What you have to do
Give an exact copy of every entry.

[Entries taken from a collection]
##########
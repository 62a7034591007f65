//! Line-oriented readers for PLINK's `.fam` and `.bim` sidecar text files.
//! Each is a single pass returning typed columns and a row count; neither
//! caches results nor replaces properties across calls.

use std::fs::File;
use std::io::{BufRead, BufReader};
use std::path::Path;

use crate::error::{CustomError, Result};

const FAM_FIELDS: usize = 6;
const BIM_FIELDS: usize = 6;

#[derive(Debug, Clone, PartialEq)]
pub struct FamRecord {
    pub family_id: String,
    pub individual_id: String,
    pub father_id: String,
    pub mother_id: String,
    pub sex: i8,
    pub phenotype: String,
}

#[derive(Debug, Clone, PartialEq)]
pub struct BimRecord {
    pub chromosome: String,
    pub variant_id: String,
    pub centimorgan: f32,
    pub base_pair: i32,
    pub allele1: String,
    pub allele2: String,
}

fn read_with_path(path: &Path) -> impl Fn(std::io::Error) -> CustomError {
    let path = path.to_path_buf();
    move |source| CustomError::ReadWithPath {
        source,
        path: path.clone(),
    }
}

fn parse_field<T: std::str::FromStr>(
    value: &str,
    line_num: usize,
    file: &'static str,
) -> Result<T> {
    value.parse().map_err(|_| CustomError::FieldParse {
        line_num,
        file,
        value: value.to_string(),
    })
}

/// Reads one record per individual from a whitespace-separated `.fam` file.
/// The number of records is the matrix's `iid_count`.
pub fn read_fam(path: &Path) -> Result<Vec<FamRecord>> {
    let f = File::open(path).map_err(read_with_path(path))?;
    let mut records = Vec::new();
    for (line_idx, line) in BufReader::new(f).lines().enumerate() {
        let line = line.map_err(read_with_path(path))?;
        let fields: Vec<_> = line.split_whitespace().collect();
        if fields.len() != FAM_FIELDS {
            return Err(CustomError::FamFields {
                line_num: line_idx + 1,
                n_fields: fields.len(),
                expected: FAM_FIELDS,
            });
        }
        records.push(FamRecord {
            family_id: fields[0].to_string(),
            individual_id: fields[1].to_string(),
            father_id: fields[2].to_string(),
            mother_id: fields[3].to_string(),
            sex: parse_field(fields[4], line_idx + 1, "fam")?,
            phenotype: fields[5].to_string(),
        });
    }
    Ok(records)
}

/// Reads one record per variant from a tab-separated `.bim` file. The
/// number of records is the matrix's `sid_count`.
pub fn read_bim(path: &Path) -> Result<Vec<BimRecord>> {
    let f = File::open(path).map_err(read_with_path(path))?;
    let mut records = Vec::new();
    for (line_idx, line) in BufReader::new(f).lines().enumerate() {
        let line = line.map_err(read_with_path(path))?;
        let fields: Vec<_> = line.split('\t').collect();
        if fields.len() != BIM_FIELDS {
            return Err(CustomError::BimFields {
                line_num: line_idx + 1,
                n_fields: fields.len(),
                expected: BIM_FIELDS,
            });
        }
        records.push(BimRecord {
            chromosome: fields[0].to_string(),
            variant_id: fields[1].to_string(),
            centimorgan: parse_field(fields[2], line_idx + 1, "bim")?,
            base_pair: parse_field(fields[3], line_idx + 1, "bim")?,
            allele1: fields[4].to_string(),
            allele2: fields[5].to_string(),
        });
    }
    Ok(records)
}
##########
Reply
repository 62a7034591007f65
//! Line-oriented readers for PLINK's `.fam` and `.bim` sidecar text files.
//! Each is a single pass returning typed columns and a row count; neither
//! caches results nor replaces properties across calls.

use std::fs::File;
use std::io::{BufRead, BufReader};
use std::path::Path;

use crate::error::{CustomError, Result};

const FAM_FIELDS: usize = 6;
const BIM_FIELDS: usize = 6;

#[derive(Debug, Clone, PartialEq)]
pub struct FamRecord {
    pub family_id: String,
    pub individual_id: String,
    pub father_id: String,
    pub mother_id: String,
    pub sex: i8,
    pub phenotype: String,
}

#[derive(Debug, Clone, PartialEq)]
pub struct BimRecord {
    pub chromosome: String,
    pub variant_id: String,
    pub centimorgan: f32,
    pub base_pair: i32,
    pub allele1: String,
    pub allele2: String,
}

fn read_with_path(path: &Path) -> impl Fn(std::io::Error) -> CustomError {
    let path = path.to_path_buf();
    move |source| CustomError::ReadWithPath {
        source,
        path: path.clone(),
    }
}

fn parse_field<T: std::str::FromStr>(
    value: &str,
    line_num: usize,
    file: &'static str,
) -> Result<T> {
    value.parse().map_err(|_| CustomError::FieldParse {
        line_num,
        file,
        value: value.to_string(),
    })
}

/// Reads one record per individual from a whitespace-separated `.fam` file.
/// The number of records is the matrix's `iid_count`.
pub fn read_fam(path: &Path) -> Result<Vec<FamRecord>> {
    let f = File::open(path).map_err(read_with_path(path))?;
    let mut records = Vec::new();
    for (line_idx, line) in BufReader::new(f).lines().enumerate() {
        let line = line.map_err(read_with_path(path))?;
        let fields: Vec<_> = line.split_whitespace().collect();
        if fields.len() != FAM_FIELDS {
            return Err(CustomError::FamFields {
                line_num: line_idx + 1,
                n_fields: fields.len(),
                expected: FAM_FIELDS,
            });
        }
        records.push(FamRecord {
            family_id: fields[0].to_string(),
            individual_id: fields[1].to_string(),
            father_id: fields[2].to_string(),
            mother_id: fields[3].to_string(),
            sex: parse_field(fields[4], line_idx + 1, "fam")?,
            phenotype: fields[5].to_string(),
        });
    }
    Ok(records)
}

/// Reads one record per variant from a tab-separated `.bim` file. The
/// number of records is the matrix's `sid_count`.
pub fn read_bim(path: &Path) -> Result<Vec<BimRecord>> {
    let f = File::open(path).map_err(read_with_path(path))?;
    let mut records = Vec::new();
    for (line_idx, line) in BufReader::new(f).lines().enumerate() {
        let line = line.map_err(read_with_path(path))?;
        let fields: Vec<_> = line.split('\t').collect();
        if fields.len() != BIM_FIELDS {
            return Err(CustomError::BimFields {
                line_num: line_idx + 1,
                n_fields: fields.len(),
                expected: BIM_FIELDS,
            });
        }
        records.push(BimRecord {
            chromosome: fields[0].to_string(),
            variant_id: fields[1].to_string(),
            centimorgan: parse_field(fields[2], line_idx + 1, "bim")?,
            base_pair: parse_field(fields[3], line_idx + 1, "bim")?,
            allele1: fields[4].to_string(),
            allele2: fields[5].to_string(),
        });
    }
    Ok(records)
}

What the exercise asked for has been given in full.